WHAT TO DO » Only the lines below between the ones containing "use std::time::Duration;" and "if let Some(at)", inclusive, are to be reproduced, each exactly as it stands.

━━━━━━━━━━

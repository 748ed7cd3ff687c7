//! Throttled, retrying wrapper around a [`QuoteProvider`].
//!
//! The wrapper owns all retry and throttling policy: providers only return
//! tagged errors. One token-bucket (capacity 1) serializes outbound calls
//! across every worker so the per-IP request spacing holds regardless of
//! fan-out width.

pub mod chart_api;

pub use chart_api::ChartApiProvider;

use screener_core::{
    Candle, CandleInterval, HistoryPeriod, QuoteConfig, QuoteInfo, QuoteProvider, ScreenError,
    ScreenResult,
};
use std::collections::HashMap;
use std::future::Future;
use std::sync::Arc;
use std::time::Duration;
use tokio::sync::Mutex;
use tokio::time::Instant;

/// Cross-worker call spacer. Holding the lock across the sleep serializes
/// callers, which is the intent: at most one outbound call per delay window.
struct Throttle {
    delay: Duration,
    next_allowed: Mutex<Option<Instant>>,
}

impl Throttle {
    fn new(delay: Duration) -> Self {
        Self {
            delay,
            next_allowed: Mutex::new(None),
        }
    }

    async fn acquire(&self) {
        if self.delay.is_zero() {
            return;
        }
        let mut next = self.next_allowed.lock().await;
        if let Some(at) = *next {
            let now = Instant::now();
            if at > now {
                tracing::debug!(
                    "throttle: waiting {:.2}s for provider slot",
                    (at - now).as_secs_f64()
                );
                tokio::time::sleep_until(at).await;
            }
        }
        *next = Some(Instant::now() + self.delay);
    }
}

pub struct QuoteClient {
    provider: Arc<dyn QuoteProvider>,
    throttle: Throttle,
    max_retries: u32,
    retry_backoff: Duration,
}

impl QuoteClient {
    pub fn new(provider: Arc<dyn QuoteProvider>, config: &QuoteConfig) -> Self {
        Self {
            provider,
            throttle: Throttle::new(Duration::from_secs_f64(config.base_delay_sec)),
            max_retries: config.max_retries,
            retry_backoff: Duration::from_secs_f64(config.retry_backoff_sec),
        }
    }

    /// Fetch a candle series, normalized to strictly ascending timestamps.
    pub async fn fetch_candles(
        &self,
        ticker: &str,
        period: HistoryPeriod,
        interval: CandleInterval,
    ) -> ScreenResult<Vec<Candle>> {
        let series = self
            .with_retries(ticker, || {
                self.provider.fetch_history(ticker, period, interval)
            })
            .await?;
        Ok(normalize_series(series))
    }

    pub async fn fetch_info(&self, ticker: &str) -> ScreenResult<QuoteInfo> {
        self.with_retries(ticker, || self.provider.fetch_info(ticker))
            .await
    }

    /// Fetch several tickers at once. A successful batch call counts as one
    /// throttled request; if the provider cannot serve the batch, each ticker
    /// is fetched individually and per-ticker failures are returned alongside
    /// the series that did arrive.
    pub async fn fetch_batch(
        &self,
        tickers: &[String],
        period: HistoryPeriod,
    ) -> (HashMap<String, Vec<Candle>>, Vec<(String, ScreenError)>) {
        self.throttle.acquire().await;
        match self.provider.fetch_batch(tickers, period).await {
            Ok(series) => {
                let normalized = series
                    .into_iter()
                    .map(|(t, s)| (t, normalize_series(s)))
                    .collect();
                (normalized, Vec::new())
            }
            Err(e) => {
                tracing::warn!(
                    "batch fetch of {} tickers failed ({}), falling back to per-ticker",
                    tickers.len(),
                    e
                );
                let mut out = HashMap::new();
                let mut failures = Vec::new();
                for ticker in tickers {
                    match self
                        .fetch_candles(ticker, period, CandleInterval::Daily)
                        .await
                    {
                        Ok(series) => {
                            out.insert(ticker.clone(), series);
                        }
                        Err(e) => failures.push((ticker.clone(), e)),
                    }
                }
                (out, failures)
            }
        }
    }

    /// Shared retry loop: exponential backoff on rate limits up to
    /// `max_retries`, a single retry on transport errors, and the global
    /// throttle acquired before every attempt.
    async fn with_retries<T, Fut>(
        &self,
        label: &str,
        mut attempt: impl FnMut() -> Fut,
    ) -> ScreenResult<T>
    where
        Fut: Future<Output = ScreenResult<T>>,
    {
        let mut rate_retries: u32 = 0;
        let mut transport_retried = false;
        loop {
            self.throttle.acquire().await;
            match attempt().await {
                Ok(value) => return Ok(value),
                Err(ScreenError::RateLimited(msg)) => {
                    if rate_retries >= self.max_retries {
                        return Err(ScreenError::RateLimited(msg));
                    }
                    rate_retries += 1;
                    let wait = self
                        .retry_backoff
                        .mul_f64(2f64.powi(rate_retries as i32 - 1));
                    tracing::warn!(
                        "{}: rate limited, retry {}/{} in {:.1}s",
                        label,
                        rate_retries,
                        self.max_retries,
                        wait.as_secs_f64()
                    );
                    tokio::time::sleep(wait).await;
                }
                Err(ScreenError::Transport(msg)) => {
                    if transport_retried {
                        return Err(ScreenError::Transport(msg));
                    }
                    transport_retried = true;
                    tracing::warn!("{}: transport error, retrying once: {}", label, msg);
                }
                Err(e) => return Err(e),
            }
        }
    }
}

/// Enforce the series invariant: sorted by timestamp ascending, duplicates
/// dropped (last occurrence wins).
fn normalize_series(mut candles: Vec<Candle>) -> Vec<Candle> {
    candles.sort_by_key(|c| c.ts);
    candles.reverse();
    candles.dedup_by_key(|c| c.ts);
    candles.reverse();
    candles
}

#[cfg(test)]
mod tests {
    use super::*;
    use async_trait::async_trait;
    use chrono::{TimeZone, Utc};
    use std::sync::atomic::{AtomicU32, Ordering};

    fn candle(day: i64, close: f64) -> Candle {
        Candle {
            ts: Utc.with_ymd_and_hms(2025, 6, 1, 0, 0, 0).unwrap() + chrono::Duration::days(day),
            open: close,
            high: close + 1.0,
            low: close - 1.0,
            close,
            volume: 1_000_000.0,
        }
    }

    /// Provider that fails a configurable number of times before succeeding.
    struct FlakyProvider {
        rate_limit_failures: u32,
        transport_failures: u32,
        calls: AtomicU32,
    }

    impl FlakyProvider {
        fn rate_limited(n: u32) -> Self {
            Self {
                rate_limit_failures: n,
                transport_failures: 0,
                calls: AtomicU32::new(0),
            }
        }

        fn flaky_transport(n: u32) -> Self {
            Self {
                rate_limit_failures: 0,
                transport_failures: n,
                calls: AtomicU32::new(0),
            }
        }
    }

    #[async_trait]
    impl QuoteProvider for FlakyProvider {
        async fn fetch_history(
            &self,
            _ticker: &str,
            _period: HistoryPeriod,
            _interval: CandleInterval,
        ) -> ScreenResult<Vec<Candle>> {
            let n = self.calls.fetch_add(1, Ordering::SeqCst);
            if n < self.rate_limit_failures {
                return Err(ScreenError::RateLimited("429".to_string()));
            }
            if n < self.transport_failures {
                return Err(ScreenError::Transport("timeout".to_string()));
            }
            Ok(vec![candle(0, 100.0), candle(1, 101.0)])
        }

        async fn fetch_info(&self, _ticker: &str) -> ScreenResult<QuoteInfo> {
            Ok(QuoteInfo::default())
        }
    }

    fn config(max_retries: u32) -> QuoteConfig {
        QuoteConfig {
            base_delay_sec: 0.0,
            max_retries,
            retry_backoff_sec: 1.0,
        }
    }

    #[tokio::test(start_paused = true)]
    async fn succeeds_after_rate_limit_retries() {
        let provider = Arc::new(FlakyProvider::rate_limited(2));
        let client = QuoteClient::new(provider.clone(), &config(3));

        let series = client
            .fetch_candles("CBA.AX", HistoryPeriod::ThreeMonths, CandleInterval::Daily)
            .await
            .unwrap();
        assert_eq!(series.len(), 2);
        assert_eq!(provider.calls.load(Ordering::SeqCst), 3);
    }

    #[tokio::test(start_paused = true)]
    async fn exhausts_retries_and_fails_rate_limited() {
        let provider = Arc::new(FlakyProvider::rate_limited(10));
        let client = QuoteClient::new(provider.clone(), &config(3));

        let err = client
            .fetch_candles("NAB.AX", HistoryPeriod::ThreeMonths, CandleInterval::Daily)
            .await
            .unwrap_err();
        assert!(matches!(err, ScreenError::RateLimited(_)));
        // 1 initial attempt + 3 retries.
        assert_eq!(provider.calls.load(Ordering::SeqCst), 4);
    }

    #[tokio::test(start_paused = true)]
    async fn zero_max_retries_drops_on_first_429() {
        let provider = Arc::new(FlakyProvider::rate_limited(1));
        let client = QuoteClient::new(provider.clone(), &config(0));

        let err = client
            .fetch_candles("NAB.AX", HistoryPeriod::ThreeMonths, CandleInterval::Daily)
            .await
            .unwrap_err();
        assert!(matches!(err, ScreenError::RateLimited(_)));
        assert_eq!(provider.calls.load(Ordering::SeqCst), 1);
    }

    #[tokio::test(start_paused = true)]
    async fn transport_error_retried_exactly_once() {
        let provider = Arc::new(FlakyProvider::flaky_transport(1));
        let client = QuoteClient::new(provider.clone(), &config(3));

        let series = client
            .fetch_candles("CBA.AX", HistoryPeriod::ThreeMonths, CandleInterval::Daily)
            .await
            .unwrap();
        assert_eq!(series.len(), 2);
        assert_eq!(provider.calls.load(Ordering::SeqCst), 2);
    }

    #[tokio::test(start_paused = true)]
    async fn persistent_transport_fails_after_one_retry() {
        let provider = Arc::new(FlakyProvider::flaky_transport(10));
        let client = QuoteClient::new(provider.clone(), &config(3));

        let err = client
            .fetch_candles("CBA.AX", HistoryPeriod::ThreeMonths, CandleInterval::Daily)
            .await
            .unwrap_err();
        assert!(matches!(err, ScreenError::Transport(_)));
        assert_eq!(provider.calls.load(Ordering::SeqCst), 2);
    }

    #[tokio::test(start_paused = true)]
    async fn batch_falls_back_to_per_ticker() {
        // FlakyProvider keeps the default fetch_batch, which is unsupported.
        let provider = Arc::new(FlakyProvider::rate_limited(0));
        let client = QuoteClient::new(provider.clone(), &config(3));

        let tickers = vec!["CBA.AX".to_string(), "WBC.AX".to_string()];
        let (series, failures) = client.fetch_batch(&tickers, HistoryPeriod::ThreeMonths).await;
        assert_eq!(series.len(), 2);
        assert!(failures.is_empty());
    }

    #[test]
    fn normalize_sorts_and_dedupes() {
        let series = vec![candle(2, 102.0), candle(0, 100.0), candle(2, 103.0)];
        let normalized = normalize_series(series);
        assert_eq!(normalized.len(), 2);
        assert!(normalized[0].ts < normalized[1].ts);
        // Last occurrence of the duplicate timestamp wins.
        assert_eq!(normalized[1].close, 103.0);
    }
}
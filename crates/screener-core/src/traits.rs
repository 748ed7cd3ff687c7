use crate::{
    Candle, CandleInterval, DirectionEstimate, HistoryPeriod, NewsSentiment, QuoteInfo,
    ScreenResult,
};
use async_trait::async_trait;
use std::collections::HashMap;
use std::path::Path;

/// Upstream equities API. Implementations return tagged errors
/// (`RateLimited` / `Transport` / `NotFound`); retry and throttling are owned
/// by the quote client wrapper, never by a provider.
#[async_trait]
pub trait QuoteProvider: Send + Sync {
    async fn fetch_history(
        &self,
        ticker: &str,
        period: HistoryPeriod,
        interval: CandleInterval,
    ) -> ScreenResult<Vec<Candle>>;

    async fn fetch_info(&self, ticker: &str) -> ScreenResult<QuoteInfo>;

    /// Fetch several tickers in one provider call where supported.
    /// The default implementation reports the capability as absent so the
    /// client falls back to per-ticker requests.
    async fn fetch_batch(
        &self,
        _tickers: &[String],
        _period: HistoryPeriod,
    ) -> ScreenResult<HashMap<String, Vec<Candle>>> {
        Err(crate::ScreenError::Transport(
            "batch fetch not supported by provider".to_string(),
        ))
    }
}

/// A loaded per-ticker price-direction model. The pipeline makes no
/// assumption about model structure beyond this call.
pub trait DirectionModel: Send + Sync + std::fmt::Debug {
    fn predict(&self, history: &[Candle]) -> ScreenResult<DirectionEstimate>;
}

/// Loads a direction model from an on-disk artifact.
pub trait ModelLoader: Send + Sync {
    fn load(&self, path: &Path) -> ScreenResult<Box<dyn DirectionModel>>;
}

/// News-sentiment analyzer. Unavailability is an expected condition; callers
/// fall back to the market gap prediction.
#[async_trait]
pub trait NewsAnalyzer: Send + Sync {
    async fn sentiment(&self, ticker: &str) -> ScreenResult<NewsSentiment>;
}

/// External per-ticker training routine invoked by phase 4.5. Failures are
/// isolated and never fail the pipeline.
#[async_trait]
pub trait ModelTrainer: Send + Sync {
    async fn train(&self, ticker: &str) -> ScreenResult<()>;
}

━━━━━━━━━━

SOLUTION TO THIS EXERCISE »
use std::time::Duration;
use tokio::sync::Mutex;
use tokio::time::Instant;

/// Cross-worker call spacer. Holding the lock across the sleep serializes
/// callers, which is the intent: at most one outbound call per delay window.
struct Throttle {
    delay: Duration,
    next_allowed: Mutex<Option<Instant>>,
}

impl Throttle {
    fn new(delay: Duration) -> Self {
        Self {
            delay,
            next_allowed: Mutex::new(None),
        }
    }

    async fn acquire(&self) {
        if self.delay.is_zero() {
            return;
        }
        let mut next = self.next_allowed.lock().await;
        if let Some(at) = *next {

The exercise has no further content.